The string "needed" appears in some lines of the entries that follow; copy each such line.
◇ ◇ ◇
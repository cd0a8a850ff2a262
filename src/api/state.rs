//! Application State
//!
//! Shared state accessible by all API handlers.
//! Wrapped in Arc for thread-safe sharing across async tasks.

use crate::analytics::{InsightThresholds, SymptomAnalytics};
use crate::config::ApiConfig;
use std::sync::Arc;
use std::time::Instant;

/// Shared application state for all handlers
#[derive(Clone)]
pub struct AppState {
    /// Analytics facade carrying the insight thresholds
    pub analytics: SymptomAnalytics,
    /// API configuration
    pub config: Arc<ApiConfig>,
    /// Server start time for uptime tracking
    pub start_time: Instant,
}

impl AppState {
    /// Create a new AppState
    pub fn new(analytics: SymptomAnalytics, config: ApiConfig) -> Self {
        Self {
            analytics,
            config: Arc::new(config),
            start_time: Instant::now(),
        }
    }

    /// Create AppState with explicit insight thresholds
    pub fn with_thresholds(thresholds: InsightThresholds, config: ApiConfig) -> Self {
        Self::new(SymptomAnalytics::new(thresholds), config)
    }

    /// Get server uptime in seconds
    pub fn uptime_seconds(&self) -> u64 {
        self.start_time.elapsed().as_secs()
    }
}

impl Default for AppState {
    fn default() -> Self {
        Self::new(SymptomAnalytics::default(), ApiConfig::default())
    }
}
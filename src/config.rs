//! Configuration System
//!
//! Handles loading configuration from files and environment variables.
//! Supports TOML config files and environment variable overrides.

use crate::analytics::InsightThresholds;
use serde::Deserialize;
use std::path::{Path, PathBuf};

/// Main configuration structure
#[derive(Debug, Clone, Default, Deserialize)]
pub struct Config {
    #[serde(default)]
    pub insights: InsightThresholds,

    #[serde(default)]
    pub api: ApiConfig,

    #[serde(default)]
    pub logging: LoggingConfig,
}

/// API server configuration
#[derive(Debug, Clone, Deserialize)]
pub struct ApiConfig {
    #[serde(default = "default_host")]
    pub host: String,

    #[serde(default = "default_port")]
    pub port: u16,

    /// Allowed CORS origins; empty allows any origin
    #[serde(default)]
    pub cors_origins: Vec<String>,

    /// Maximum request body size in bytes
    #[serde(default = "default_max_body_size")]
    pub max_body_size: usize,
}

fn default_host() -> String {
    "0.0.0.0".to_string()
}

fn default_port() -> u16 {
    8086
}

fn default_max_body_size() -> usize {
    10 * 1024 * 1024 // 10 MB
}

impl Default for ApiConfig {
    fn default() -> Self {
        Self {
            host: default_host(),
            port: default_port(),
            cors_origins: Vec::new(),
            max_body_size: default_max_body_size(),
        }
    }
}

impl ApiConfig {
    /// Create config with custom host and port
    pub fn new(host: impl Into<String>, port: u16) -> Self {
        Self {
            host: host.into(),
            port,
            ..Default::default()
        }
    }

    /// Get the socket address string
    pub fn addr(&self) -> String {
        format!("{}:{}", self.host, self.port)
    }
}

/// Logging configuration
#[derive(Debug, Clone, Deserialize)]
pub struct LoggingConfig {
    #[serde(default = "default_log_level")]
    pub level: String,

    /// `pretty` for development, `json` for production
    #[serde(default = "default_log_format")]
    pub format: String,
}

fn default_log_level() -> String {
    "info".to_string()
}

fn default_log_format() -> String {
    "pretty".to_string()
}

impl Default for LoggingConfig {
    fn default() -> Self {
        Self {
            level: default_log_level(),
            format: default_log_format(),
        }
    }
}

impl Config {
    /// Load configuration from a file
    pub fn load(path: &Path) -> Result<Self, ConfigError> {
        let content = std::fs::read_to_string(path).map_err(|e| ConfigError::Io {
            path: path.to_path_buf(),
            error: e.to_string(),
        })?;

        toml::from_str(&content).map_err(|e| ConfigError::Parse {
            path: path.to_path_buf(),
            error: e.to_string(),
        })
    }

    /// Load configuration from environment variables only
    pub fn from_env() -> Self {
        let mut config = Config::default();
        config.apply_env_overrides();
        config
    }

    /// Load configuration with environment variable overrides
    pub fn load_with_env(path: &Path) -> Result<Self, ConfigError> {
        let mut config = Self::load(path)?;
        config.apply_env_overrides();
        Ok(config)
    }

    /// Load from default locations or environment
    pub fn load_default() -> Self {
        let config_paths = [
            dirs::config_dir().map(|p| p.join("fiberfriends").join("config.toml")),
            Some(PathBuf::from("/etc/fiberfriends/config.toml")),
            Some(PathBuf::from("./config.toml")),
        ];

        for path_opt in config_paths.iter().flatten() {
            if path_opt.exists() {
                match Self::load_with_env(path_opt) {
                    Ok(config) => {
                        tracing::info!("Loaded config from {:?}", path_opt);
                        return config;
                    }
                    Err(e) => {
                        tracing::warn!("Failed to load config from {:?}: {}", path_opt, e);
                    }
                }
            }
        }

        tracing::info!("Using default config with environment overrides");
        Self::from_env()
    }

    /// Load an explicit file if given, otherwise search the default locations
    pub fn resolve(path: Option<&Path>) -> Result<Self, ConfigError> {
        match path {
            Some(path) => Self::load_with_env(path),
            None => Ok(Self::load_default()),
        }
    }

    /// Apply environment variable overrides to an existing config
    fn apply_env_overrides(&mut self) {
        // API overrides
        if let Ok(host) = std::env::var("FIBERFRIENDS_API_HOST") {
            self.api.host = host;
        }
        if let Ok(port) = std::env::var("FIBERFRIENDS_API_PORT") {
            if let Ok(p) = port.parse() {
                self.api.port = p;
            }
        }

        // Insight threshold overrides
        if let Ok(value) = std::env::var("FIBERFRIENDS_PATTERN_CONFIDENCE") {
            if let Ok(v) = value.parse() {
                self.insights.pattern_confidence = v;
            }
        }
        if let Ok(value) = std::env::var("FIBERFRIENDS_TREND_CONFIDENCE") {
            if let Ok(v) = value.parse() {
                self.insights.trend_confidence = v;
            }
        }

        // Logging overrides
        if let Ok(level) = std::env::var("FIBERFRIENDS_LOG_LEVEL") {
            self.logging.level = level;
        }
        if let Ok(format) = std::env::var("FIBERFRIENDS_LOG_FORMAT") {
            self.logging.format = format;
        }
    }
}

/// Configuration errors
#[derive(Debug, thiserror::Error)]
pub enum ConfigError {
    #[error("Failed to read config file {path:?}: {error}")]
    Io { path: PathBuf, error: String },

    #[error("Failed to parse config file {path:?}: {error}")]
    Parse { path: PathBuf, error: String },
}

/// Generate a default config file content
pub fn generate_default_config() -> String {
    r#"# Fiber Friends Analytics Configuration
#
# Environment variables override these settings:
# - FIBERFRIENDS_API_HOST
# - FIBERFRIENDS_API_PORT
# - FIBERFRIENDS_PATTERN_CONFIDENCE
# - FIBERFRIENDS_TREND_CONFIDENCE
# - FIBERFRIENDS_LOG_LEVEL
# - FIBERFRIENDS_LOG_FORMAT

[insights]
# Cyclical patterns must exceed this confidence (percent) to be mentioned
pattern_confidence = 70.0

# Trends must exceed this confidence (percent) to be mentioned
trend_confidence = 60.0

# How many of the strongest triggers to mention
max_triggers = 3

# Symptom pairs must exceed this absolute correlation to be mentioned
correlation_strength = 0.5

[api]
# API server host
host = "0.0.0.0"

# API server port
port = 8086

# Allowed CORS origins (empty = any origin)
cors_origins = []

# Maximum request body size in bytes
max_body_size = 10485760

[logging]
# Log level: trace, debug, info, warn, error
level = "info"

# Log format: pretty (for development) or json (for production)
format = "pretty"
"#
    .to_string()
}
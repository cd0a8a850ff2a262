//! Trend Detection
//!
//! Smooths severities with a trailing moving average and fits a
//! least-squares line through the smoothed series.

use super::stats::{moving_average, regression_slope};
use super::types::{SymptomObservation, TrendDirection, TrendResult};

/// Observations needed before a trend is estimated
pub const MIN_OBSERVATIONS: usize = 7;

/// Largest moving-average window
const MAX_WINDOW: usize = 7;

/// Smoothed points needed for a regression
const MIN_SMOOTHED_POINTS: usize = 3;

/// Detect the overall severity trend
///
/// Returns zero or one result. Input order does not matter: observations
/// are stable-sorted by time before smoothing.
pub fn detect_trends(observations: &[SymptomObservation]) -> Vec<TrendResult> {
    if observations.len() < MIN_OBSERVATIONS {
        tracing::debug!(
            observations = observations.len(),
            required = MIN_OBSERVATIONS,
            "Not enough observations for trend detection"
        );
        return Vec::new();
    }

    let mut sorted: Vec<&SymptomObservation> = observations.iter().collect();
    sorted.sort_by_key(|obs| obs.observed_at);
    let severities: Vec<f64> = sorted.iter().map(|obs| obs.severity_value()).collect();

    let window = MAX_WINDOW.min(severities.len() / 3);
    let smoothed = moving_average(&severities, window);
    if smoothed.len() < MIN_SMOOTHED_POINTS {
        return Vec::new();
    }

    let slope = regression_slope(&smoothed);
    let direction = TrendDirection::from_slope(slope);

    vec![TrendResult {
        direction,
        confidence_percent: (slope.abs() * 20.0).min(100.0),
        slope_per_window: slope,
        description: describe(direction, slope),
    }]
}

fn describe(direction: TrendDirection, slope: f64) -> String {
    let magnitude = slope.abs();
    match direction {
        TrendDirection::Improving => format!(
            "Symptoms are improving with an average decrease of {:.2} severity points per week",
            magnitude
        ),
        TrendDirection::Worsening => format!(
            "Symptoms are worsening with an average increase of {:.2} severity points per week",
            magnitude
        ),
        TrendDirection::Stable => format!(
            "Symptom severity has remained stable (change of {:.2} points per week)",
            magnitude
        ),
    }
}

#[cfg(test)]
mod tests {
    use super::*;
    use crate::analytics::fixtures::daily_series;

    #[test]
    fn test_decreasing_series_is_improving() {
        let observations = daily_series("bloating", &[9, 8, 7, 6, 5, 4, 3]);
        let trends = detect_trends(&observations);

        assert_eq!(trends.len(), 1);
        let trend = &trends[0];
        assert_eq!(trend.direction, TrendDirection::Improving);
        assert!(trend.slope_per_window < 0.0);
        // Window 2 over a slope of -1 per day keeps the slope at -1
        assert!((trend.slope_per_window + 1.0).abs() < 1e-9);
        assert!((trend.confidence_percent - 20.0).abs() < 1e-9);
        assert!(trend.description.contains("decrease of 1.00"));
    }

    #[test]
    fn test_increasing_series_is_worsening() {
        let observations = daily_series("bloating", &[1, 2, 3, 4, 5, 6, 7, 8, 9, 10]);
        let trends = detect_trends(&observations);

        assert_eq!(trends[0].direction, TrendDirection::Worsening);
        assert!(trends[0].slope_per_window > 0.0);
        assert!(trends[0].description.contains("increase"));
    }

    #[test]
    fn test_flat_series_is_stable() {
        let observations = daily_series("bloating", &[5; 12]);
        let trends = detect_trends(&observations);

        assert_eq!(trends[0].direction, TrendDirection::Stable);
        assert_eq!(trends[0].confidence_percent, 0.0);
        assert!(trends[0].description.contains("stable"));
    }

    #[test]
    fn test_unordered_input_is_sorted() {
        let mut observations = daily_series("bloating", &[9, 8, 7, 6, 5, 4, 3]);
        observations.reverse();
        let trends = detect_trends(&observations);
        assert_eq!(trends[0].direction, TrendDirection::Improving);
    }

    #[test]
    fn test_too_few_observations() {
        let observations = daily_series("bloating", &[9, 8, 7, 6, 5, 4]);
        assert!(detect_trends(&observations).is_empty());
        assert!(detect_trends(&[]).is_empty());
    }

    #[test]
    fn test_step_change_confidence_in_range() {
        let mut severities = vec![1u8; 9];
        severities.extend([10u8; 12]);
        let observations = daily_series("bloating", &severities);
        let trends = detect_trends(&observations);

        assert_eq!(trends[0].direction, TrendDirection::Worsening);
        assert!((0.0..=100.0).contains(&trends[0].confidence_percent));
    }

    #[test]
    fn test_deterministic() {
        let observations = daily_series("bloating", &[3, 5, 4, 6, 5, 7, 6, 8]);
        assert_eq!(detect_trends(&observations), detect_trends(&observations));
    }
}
◇ ◇ ◇
(WORKED SOLUTION)
/// Observations needed before a trend is estimated
/// Smoothed points needed for a regression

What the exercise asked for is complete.